Schedule C Borrowers Can Use Gross Income for Paycheck Protection Program Loan Calculations

Sole proprietors and self-employed individuals might be getting a well-needed break with regard to the recently updated guidance on Paycheck Protection Program (PPP) loans.

Schedule C filers that apply for PPP loans have been required to use their business net profits to calculate their maximum loan amount. On Wednesday, the U.S. Small Business Administration (SBA) issued new rules that Schedule C filers, who haven’t yet filed for a PPP loan, can use their gross income to calculate their maximum loan amount instead of net profit. The change opens the door for larger loans to self-employed individuals, many of whom don’t record much, if any, net profit on their Schedule C.

The SBA and Treasury have ruled that borrowers whose PPP loans already have been approved cannot increase their loan amount based on the new methodology. If your business has applied for but not been approved, we recommend contacting your back to see if you can modify your application with updated calculations.

Note: due to an exclusive window ordered by the administration, banks are currently only accepting applications through March 9 for entities with fewer than 20 employees.

The SBA also released an updated set of frequently asked questions and six updated or new application forms, as follows.

  • Updated PPP borrower first-draw (Form 2483) and second-draw (Form 2483-SD) application forms.
  • New PPP first-draw (Form 2483-C) and second-draw (Form 2483-SD-C) borrower application forms for Schedule C filers using gross income.
  • A revised lender application form for PPP loan guaranty (Form 2484)
  • A revised PPP second-draw lender application form (Form 2484-SD)

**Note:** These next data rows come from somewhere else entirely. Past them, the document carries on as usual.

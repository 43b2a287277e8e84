use crate::html::dom::{HtmlDocument, HtmlEvent};
use crate::placeholders::{button_token, ButtonOriginal};

/// Default upper bound on chunk length, in characters.
pub const DEFAULT_CHUNK_CHARS: usize = 6000;

/// Replaces every (outermost) button element with a unique placeholder
/// token, recording the original markup in document order. The chunked
/// strategy runs this before serializing so the generator never sees
/// button content.
pub fn lift_buttons(doc: &mut HtmlDocument) -> Vec<ButtonOriginal> {
    let ranges = doc.element_ranges();
    let mut spans: Vec<(usize, usize)> = Vec::new();
    let mut skip_until = 0usize;
    for (idx, ev) in doc.events.iter().enumerate() {
        if let HtmlEvent::StartTag { name, .. } = ev {
            if idx >= skip_until && name == "button" {
                if let Some(&end) = ranges.get(&idx) {
                    spans.push((idx, end));
                    skip_until = end + 1;
                }
            }
        }
    }

    let mut originals: Vec<ButtonOriginal> = Vec::with_capacity(spans.len());
    for (i, &(start, end)) in spans.iter().enumerate() {
        let mut markup = String::new();
        for ev in &doc.events[start..=end] {
            markup.push_str(ev.raw());
        }
        originals.push(ButtonOriginal {
            token: button_token(i),
            markup,
        });
    }
    for (i, &(start, end)) in spans.iter().enumerate().rev() {
        doc.events.splice(
            start..=end,
            std::iter::once(HtmlEvent::Text {
                raw: button_token(i),
            }),
        );
    }
    originals
}

/// Splits serialized markup into chunks of at most `bound` characters,
/// cutting only right after a complete tag (or at end of input). When no
/// tag boundary falls within the bound the chunk runs long to the next
/// one rather than cutting inside a tag or splitting a text run off a
/// boundary, so concatenating the chunks always reproduces the input
/// exactly.
pub fn split_at_tag_boundaries(html: &str, bound: usize) -> Vec<String> {
    let bound = bound.max(1);
    let doc = HtmlDocument::parse(html);

    let mut chunks: Vec<String> = Vec::new();
    let mut current = String::new();
    let mut pending = String::new();

    for ev in &doc.events {
        pending.push_str(ev.raw());
        let cuttable = matches!(
            ev,
            HtmlEvent::StartTag { .. }
                | HtmlEvent::EndTag { .. }
                | HtmlEvent::Comment { .. }
                | HtmlEvent::Doctype { .. }
        );
        if !cuttable {
            continue;
        }
        if !current.is_empty() && current.chars().count() + pending.chars().count() > bound {
            chunks.push(std::mem::take(&mut current));
        }
        current.push_str(&pending);
        pending.clear();
        if current.chars().count() >= bound {
            chunks.push(std::mem::take(&mut current));
        }
    }
    current.push_str(&pending);
    if !current.is_empty() {
        chunks.push(current);
    }
    chunks
}
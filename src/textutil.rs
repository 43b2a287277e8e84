use once_cell::sync::Lazy;
use regex::Regex;

static TAG_RE: Lazy<Regex> = Lazy::new(|| Regex::new(r"<[^>]*>").expect("tag regex"));
static WS_RE: Lazy<Regex> = Lazy::new(|| Regex::new(r"\s+").expect("ws regex"));

/// Tag-stripped, whitespace-collapsed, trimmed rendering of a markup
/// fragment. Tags are replaced by a single space so adjacent words do not
/// fuse across element boundaries.
pub fn visible_text(fragment: &str) -> String {
    let stripped = TAG_RE.replace_all(fragment, " ");
    WS_RE.replace_all(&stripped, " ").trim().to_string()
}

pub fn visible_len(fragment: &str) -> usize {
    visible_text(fragment).chars().count()
}

/// Whitespace-delimited token count used for the prompt budget check.
pub fn count_tokens(text: &str) -> usize {
    text.split_whitespace().count()
}

pub fn contains_unsubscribe(text: &str) -> bool {
    text.to_lowercase().contains("unsubscribe")
}

#[cfg(test)]
mod tests {
    use super::*;

    #[test]
    fn visible_text_strips_tags_and_collapses_whitespace() {
        assert_eq!(visible_text("<b>Hello</b>\n  <i>there</i>"), "Hello there");
        assert_eq!(visible_text("  plain  text "), "plain text");
        assert_eq!(visible_text("<img src=\"x.png\">"), "");
    }

    #[test]
    fn visible_len_counts_chars_not_bytes() {
        assert_eq!(visible_len("<p>héllo</p>"), 5);
    }

    #[test]
    fn token_count_is_whitespace_delimited() {
        assert_eq!(count_tokens("a b\n c\t d"), 4);
        assert_eq!(count_tokens(""), 0);
    }

    #[test]
    fn unsubscribe_match_is_case_insensitive() {
        assert!(contains_unsubscribe("Click here to UNSUBSCRIBE now"));
        assert!(!contains_unsubscribe("subscribe"));
    }
}
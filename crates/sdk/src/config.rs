//! Configuration types for the Ledgerlink SDK.

use std::fmt;
use std::time::Duration;
use url::Url;

/// Default upstream endpoint.
pub const DEFAULT_BASE_URL: &str = "https://api.ledgerlink.io/v1/";

/// Default path of the token-issuing endpoint, relative to the base URL.
pub const DEFAULT_AUTH_PATH: &str = "token";

/// Configuration for the Ledgerlink client.
#[derive(Debug, Clone)]
pub struct ClientConfig {
    /// Base URL of the upstream API.
    pub base_url: Url,
    /// Token endpoint, relative to `base_url`.
    pub auth_path: String,
    /// Partner identifier sent as `X-Partner-Id` on every request.
    pub partner_id: Option<String>,
    /// Per-attempt request timeout.
    pub timeout: Duration,
    /// Tokens are treated as expired this long before their reported expiry.
    pub token_safety_margin: Duration,
    /// Retry configuration.
    pub retry_config: RetryConfig,
}

impl ClientConfig {
    /// Create a new configuration with the given base URL.
    ///
    /// A trailing slash is added to the base path so relative resource paths
    /// resolve beneath it.
    pub fn new(mut base_url: Url) -> Self {
        if !base_url.path().ends_with('/') {
            let path = format!("{}/", base_url.path());
            base_url.set_path(&path);
        }

        Self {
            base_url,
            auth_path: DEFAULT_AUTH_PATH.to_string(),
            partner_id: None,
            timeout: Duration::from_secs(30),
            token_safety_margin: Duration::from_secs(60),
            retry_config: RetryConfig::default(),
        }
    }
}

/// Account credentials exchanged for a bearer token.
#[derive(Clone, PartialEq, Eq)]
pub struct Credentials {
    pub username: String,
    pub access_key: String,
}

impl Credentials {
    pub fn new(username: impl Into<String>, access_key: impl Into<String>) -> Self {
        Self {
            username: username.into(),
            access_key: access_key.into(),
        }
    }
}

impl fmt::Debug for Credentials {
    fn fmt(&self, f: &mut fmt::Formatter<'_>) -> fmt::Result {
        f.debug_struct("Credentials")
            .field("username", &self.username)
            .field("access_key", &"<redacted>")
            .finish()
    }
}

/// Configuration for retry behavior.
#[derive(Debug, Clone)]
pub struct RetryConfig {
    /// Maximum number of retries after the first attempt.
    pub max_retries: u32,
    /// Delay before the first retry.
    pub initial_backoff: Duration,
    /// Backoff multiplier.
    pub backoff_multiplier: f64,
    /// HTTP status codes to retry on.
    pub retry_on_status_codes: Vec<u16>,
}

impl Default for RetryConfig {
    fn default() -> Self {
        Self {
            max_retries: 3,
            initial_backoff: Duration::from_millis(1000),
            backoff_multiplier: 2.0,
            retry_on_status_codes: vec![429, 500, 502, 503, 504],
        }
    }
}

impl RetryConfig {
    /// Create a configuration with no retries.
    pub fn no_retry() -> Self {
        Self {
            max_retries: 0,
            ..Default::default()
        }
    }

    /// Calculate backoff duration for a given attempt.
    pub fn backoff_for_attempt(&self, attempt: u32) -> Duration {
        let backoff_ms = self.initial_backoff.as_millis() as f64
            * self.backoff_multiplier.powi(attempt as i32);
        Duration::from_millis(backoff_ms as u64)
    }

    /// Delay before the retry following `attempt`.
    ///
    /// A server-provided `Retry-After` wins over the exponential schedule,
    /// whatever the status code that carried it.
    pub fn delay_for(&self, attempt: u32, retry_after: Option<Duration>) -> Duration {
        retry_after.unwrap_or_else(|| self.backoff_for_attempt(attempt))
    }

    /// Check if a status code should trigger a retry.
    pub fn should_retry_status(&self, status: u16) -> bool {
        self.retry_on_status_codes.contains(&status)
    }
}

/// Parse a `Retry-After` header value given in whole seconds.
///
/// HTTP-date values are not supported and yield `None`.
pub fn parse_retry_after(value: &str) -> Option<Duration> {
    value.trim().parse::<u64>().ok().map(Duration::from_secs)
}

#[cfg(test)]
mod tests {
    use super::*;

    #[test]
    fn test_backoff_schedule() {
        let config = RetryConfig::default();

        assert_eq!(config.backoff_for_attempt(0), Duration::from_millis(1000));
        assert_eq!(config.backoff_for_attempt(1), Duration::from_millis(2000));
        assert_eq!(config.backoff_for_attempt(2), Duration::from_millis(4000));
    }

    #[test]
    fn test_retry_after_overrides_schedule() {
        let config = RetryConfig::default();

        assert_eq!(
            config.delay_for(0, Some(Duration::from_secs(5))),
            Duration::from_millis(5000)
        );
        assert_eq!(
            config.delay_for(2, Some(Duration::from_secs(5))),
            Duration::from_millis(5000)
        );
        assert_eq!(config.delay_for(1, None), Duration::from_millis(2000));
    }

    #[test]
    fn test_parse_retry_after() {
        assert_eq!(parse_retry_after("5"), Some(Duration::from_secs(5)));
        assert_eq!(parse_retry_after(" 12 "), Some(Duration::from_secs(12)));
        assert_eq!(parse_retry_after("0"), Some(Duration::ZERO));
        assert_eq!(parse_retry_after("soon"), None);
        assert_eq!(parse_retry_after("-3"), None);
        assert_eq!(parse_retry_after("Wed, 21 Oct 2015 07:28:00 GMT"), None);
    }

    #[test]
    fn test_should_retry_status() {
        let config = RetryConfig::default();

        for status in [429, 500, 502, 503, 504] {
            assert!(config.should_retry_status(status), "{status} should retry");
        }
        for status in [400, 401, 403, 404, 409, 501] {
            assert!(!config.should_retry_status(status), "{status} should not retry");
        }
    }

    #[test]
    fn test_client_config_defaults() {
        let url = Url::parse("https://example.com/").unwrap();
        let config = ClientConfig::new(url.clone());

        assert_eq!(config.base_url, url);
        assert_eq!(config.auth_path, "token");
        assert!(config.partner_id.is_none());
        assert_eq!(config.timeout, Duration::from_secs(30));
        assert_eq!(config.token_safety_margin, Duration::from_secs(60));
        assert_eq!(config.retry_config.max_retries, 3);
    }

    #[test]
    fn test_base_url_gets_trailing_slash() {
        let config = ClientConfig::new(Url::parse("https://api.example.com/v1").unwrap());
        assert_eq!(config.base_url.as_str(), "https://api.example.com/v1/");
    }

    #[test]
    fn test_retry_config_no_retry() {
        let config = RetryConfig::no_retry();

        assert_eq!(config.max_retries, 0);
        assert_eq!(config.initial_backoff, Duration::from_millis(1000));
    }

    #[test]
    fn test_credentials_debug_redacts_key() {
        let credentials = Credentials::new("acme", "super-secret");
        let rendered = format!("{:?}", credentials);

        assert!(rendered.contains("acme"));
        assert!(!rendered.contains("super-secret"));
    }
}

The new rule allows that a Schedule C filer, who has yet to be approved for a PPP first- or second-draw loan in the current phase of the program, can elect to calculate the owner compensation share of its payroll costs based on either net profit (as reported on line 31 of Schedule C) or gross income (as reported on line 7 of Schedule C).

If a Schedule C filer has employees, the borrower may elect to calculate the owner compensation share of its payroll costs based on either net profit or gross income minus expenses reported on the following lines:

  • line 14 – employee benefit programs;
  • line 19 – pension and profit-sharing plans; and
  • line 26 – wages (minus employment credits) of Schedule C.

If a Schedule C filer has no employees, the borrower may simply choose to calculate its loan amount based on either net profit or gross income.

The SBA guidance and forms release came a day after the AICPA called on Congress to extend the PPP application period by at least 60 days due to ongoing process delays and the need for time to implement the promised loan calculation guidance. It is unknown whether Congress will act on extending the application period, but as the expected stimulus bill gets finalized, we will know more and will keep you posted on future updates.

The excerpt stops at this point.